A business plan was soon hatched with husband Graham Singleton and together with actor and trainer Jonathan Lewis and several other opera singers, a training company was formed. Eighteen months later, Hide has used the method with various groups including business consultancy Deloitte, Great Ormond Street Hospital and financial services company ING.


“We use opera singing at the beginning of the training to demonstrate the power of the voice and raise the emotional commitment and excitement around the course,” says Hide, who has performed at Glyndebourne and with the English Touring Opera in her 18-year career as a singer.


She says her favourite ice-breaker is the Lakme Duet from Bizet’s opera the Pearl Fishers, known to philistines as the theme tune from the British Airways TV ads. An operatic version of Gershwin’s Summertime also works well as an attention grabber.


“We find using opera singing in a training scenario has a real ‘wow factor’. It inspires the group and creates a hunger to learn about voice control and how they can use it to their advantage in the working environment,” says Hide.


But delegates on a Make Yourself course, which costs around £3,000-4,000 for a day’s session, don’t have to trill operatic solos. Instead, they are set the task of perfecting a song using two- and three-part harmonies within 30 minutes.


Tell me a story


“We find this is an excellent way of energising and preparing delegates for learning presentation, personal impact and leadership skills,” says Hide.


Songs also demonstrate a good way of telling a story, according to Alan Mars, a presentation and communication skills trainer. He has used singing in corporate training for the past five years.

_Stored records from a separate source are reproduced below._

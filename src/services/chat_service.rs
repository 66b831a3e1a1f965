// src/services/chat_service.rs

use sqlx::PgPool;
use std::sync::Arc;
use std::sync::atomic::{AtomicBool, Ordering};
use tokio::sync::broadcast;
use uuid::Uuid;

use crate::{
    common::{db_utils, error::AppError},
    db::{EmployeeRepository, HospitalRepository, MessageRepository, RoomRepository},
    models::{
        chat::{
            ChatEvent, ChatMessageView, CreateRoomPayload, CreatedRoom, MessageId, MessageSender,
            MessageType, ParticipantRole, RoomId, RoomListing, RoomType, SendMessagePayload,
        },
        employee::Employee,
    },
    services::{chat_fallback::FallbackChatStore, fanout::ChatFanout},
};

// =========================================================================
//  ROTEADOR DE STORAGE
// =========================================================================

// Decide UMA vez entre o caminho primário (Postgres) e o degradado
// (arena em memória). O primeiro erro com assinatura de capacidade
// ausente vira uma decisão pegajosa: nada de re-sondar a cada chamada,
// nada de estado híbrido oscilante.
#[derive(Default)]
pub struct StorageRouter {
    degraded: AtomicBool,
}

impl StorageRouter {
    pub fn new() -> Self {
        Self::default()
    }

    pub fn is_degraded(&self) -> bool {
        self.degraded.load(Ordering::Relaxed)
    }

    pub fn note_capability_absent(&self) {
        if !self.degraded.swap(true, Ordering::Relaxed) {
            tracing::warn!(
                "⚠️ Persistência de chat indisponível (relação/policy ausente): \
                 mudando para o modo degradado em memória"
            );
        }
    }
}

// A assinatura de "capacidade ausente": relação inexistente (42P01) ou
// rejeição de policy (42501). Qualquer outro erro NÃO é recuperável
// localmente e sobe para o chamador.
pub(crate) fn code_signals_missing_capability(code: &str) -> bool {
    matches!(code, "42P01" | "42501")
}

fn capability_absent(err: &AppError) -> bool {
    let (AppError::DatabaseError(e)
    | AppError::RoomCreationFailed(e)
    | AppError::MessageSendFailed(e)) = err
    else {
        return false;
    };
    e.as_database_error()
        .and_then(|db| db.code())
        .is_some_and(|code| code_signals_missing_capability(&code))
}

fn field_error(field: &'static str, message: &'static str) -> AppError {
    AppError::field(field, message)
}

// =========================================================================
//  HELPERS PUROS (validação e montagem de participantes)
// =========================================================================

// Monta o conjunto final de participantes: criador primeiro (sempre
// admin), depois os explícitos e os membros do departamento, cada
// funcionário uma única vez mesmo que apareça em mais de uma fonte.
fn assemble_participants(
    creator_id: Uuid,
    explicit: &[Uuid],
    department_members: &[Uuid],
) -> Vec<(Uuid, ParticipantRole)> {
    let mut result = vec![(creator_id, ParticipantRole::Admin)];
    for &id in explicit.iter().chain(department_members) {
        if result.iter().all(|(existing, _)| *existing != id) {
            result.push((id, ParticipantRole::Member));
        }
    }
    result
}

// Conteúdo vazio só é aceitável como legenda ausente de anexo
fn validate_message_content(payload: &SendMessagePayload) -> Result<(), AppError> {
    if !payload.content.trim().is_empty() {
        return Ok(());
    }
    let has_attachment = matches!(payload.message_type, MessageType::File | MessageType::Image)
        && payload.file_url.is_some();
    if has_attachment {
        return Ok(());
    }
    Err(field_error("content", "O conteúdo da mensagem não pode ser vazio"))
}

// Para salas diretas: exatamente um interlocutor além do criador
fn direct_counterpart(creator_id: Uuid, explicit: &[Uuid]) -> Result<Uuid, AppError> {
    let mut others = explicit.iter().filter(|&&id| id != creator_id);
    match (others.next(), others.next()) {
        (Some(&other), None) => Ok(other),
        _ => Err(field_error(
            "participants",
            "Uma conversa direta exige exatamente um interlocutor",
        )),
    }
}

// A tenancy limita tudo: ninguém entra numa sala de outro hospital,
// nem por ID explícito, nem por expansão de departamento.
fn ensure_same_hospital(creator: &Employee, target: &Employee) -> Result<(), AppError> {
    if target.hospital_id == creator.hospital_id {
        Ok(())
    } else {
        Err(AppError::Forbidden(
            "Funcionário de outro hospital.".to_string(),
        ))
    }
}

fn sender_info(employee: &Employee) -> MessageSender {
    MessageSender {
        id: employee.id,
        name: employee.name.clone(),
        email: employee.email.clone(),
        position: employee.position.clone(),
    }
}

“Learn what makes a well-constructed song and it will help you write an effective presentation. Just like a song chorus, you should always repeat the important message within a presentation,” he says.


Mars grew up singing in various choirs in his native Glasgow, but it was only after he studied the Alexander Technique at college and took a module in singing techniques did he realise the power singing has in developing vocal range and personnel presentation.


“So many people rely on a dull PowerPoint slide to see them through a presentation. They would be more successful if they developed their one great personal asset – their voice,” he says.


Case study: deloitte


A chance meeting with opera singer Kathryn Hide at a social event last summer led Chris Harvey, a partner in the global banking consultancy at business advisory firm Deloitte, to use singing as part of a presentation skills and teambuilding workshop.


“She mentioned she used singing as a way of building confidence and team spirit and I thought it sounded interesting, so I invited her to try it with my guys,” he says.


Harvey admits there was some initial scepticism among his team, but within an hour a group of 30 people were belting out four-part harmonies,


“It was a great session, very enjoyable and with genuine teambuilding benefits.”


From this original experiment, Harvey now regularly uses singing as an ice-breaking technique before meetingswith clients.


“Among some of our international client teams it has gone down well as a way of breaking down cultural barriers. We also want individuals to think outside the box in these meetings, and singing really brings people out of themselves,” he says.


While Harvey admits the singing sessions must be used as part of a wider programme of teambuilding activities, he is convinced the method has helped members of his team to better express themselves.


“It has created a buzz in the company and got people enthusing because they work for an innovative organisation.”